-- Opening Marker --
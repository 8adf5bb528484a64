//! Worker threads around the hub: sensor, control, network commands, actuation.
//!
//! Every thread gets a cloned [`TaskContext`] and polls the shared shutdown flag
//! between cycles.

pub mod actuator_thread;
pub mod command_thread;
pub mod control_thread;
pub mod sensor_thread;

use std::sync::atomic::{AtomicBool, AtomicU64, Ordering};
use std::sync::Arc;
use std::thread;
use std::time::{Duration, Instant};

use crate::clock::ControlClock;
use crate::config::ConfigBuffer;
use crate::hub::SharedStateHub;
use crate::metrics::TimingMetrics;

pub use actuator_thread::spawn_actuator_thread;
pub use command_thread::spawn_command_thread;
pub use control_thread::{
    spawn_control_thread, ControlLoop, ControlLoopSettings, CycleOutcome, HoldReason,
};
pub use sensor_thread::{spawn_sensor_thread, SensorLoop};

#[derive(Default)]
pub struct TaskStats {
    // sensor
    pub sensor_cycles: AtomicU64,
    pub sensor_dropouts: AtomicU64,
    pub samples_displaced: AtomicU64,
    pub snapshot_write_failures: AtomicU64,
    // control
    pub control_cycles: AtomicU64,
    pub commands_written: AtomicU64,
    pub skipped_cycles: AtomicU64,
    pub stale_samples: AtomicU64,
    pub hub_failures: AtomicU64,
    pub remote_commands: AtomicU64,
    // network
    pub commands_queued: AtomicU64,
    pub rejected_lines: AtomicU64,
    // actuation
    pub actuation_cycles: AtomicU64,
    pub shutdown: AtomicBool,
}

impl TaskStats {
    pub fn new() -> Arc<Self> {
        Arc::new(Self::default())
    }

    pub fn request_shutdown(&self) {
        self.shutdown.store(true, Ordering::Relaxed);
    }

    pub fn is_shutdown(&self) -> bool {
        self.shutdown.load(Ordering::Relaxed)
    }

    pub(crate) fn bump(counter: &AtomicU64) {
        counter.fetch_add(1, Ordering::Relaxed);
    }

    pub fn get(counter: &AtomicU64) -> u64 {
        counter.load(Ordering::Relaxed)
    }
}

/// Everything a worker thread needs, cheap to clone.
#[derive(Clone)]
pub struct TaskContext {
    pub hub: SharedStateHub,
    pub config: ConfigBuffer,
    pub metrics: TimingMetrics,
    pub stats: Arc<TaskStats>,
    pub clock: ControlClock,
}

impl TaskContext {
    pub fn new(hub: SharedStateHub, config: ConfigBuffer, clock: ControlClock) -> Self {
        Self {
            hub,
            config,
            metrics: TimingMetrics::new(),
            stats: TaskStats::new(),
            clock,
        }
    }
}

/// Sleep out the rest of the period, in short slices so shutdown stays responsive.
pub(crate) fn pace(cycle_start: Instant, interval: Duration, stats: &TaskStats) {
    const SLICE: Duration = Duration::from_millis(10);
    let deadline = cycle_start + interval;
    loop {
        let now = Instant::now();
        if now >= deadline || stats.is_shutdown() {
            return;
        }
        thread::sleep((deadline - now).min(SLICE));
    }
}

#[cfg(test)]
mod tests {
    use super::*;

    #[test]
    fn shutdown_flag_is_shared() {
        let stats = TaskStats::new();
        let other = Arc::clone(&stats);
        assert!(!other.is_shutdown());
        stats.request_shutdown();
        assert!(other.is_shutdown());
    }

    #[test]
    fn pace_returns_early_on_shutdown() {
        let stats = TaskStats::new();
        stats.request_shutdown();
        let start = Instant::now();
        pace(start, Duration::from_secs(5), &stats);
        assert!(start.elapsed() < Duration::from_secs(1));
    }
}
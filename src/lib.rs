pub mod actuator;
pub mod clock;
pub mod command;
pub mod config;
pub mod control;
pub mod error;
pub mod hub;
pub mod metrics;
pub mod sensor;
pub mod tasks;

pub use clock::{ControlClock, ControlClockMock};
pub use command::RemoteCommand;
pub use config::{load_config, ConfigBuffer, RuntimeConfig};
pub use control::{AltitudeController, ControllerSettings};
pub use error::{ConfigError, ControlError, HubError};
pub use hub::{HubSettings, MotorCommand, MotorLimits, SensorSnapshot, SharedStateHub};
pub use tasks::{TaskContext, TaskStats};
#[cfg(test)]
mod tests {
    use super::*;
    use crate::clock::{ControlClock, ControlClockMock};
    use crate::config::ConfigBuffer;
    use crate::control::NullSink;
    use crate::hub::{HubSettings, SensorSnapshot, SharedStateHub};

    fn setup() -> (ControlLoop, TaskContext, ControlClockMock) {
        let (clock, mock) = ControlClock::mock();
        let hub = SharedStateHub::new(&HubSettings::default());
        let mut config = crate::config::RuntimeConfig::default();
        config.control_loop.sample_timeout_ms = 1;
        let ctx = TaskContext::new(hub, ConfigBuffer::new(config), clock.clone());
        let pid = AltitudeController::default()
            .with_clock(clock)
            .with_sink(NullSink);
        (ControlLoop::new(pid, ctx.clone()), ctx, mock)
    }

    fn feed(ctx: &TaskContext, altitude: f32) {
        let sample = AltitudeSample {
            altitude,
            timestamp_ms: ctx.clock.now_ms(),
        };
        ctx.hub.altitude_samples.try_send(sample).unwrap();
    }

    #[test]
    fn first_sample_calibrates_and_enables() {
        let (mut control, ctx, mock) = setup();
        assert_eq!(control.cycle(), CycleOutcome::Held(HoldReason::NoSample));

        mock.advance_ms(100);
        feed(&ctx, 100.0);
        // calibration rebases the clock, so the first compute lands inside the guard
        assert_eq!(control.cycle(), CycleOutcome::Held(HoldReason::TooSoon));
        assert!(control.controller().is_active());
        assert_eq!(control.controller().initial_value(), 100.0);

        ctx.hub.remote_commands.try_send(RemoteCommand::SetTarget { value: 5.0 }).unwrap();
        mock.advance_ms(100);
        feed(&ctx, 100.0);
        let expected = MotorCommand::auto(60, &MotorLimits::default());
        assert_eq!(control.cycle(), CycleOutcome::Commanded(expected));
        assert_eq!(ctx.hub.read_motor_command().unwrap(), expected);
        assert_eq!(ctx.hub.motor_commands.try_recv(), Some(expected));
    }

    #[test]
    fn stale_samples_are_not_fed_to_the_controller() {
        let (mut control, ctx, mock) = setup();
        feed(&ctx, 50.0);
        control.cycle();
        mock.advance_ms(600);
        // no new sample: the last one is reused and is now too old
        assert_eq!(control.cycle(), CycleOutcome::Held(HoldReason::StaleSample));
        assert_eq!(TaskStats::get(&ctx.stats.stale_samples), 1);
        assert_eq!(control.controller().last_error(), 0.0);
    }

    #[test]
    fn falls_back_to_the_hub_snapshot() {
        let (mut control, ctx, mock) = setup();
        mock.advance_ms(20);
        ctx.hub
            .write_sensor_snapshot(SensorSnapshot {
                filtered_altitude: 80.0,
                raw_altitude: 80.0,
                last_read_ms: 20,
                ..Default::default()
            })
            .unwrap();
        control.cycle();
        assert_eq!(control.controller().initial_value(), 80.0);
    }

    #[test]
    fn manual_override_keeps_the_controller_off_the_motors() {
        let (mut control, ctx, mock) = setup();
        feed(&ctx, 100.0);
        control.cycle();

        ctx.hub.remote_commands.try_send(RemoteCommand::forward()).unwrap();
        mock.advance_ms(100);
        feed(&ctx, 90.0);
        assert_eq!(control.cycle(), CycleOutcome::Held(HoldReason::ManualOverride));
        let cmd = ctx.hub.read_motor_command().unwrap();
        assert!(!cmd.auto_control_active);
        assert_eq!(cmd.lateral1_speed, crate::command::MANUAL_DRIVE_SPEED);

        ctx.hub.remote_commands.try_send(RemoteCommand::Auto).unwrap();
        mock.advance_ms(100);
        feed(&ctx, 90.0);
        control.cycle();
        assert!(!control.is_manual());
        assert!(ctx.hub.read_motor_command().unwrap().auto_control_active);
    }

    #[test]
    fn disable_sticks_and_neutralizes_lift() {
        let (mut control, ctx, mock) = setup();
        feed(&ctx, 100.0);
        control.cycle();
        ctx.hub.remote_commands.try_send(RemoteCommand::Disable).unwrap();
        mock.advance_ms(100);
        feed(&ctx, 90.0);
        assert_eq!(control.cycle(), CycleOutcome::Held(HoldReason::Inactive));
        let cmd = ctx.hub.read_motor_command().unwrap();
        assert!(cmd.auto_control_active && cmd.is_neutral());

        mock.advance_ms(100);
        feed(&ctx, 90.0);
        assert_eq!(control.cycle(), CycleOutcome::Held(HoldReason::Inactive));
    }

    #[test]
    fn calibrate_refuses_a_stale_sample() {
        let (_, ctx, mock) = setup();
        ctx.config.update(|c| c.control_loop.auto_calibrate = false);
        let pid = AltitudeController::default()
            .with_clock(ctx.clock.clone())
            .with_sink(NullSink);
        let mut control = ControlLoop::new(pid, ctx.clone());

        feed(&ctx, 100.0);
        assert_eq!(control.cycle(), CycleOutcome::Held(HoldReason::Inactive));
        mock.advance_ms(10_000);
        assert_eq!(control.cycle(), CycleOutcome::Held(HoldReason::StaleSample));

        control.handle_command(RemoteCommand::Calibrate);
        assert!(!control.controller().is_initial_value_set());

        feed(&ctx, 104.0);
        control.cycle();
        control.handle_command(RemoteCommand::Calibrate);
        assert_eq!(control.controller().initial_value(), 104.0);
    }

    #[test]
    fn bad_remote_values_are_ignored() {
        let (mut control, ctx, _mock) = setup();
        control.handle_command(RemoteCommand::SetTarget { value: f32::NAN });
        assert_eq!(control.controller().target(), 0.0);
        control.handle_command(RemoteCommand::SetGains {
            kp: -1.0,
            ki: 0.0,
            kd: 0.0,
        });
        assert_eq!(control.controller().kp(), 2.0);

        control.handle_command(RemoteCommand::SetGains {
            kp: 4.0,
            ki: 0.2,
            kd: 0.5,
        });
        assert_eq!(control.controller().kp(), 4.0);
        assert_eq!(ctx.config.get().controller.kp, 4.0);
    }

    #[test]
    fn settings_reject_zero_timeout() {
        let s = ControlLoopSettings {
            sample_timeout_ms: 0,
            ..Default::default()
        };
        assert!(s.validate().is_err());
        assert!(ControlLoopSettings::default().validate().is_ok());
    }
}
-- Closing Marker --
» EXERCISE AIM
Where does "Duration" appear in the records above? Copy each line that holds it.

» SOLVED PROBLEM
use std::time::{Duration, Instant};
pub(crate) fn pace(cycle_start: Instant, interval: Duration, stats: &TaskStats) {
    const SLICE: Duration = Duration::from_millis(10);
        pace(start, Duration::from_secs(5), &stats);
        assert!(start.elapsed() < Duration::from_secs(1));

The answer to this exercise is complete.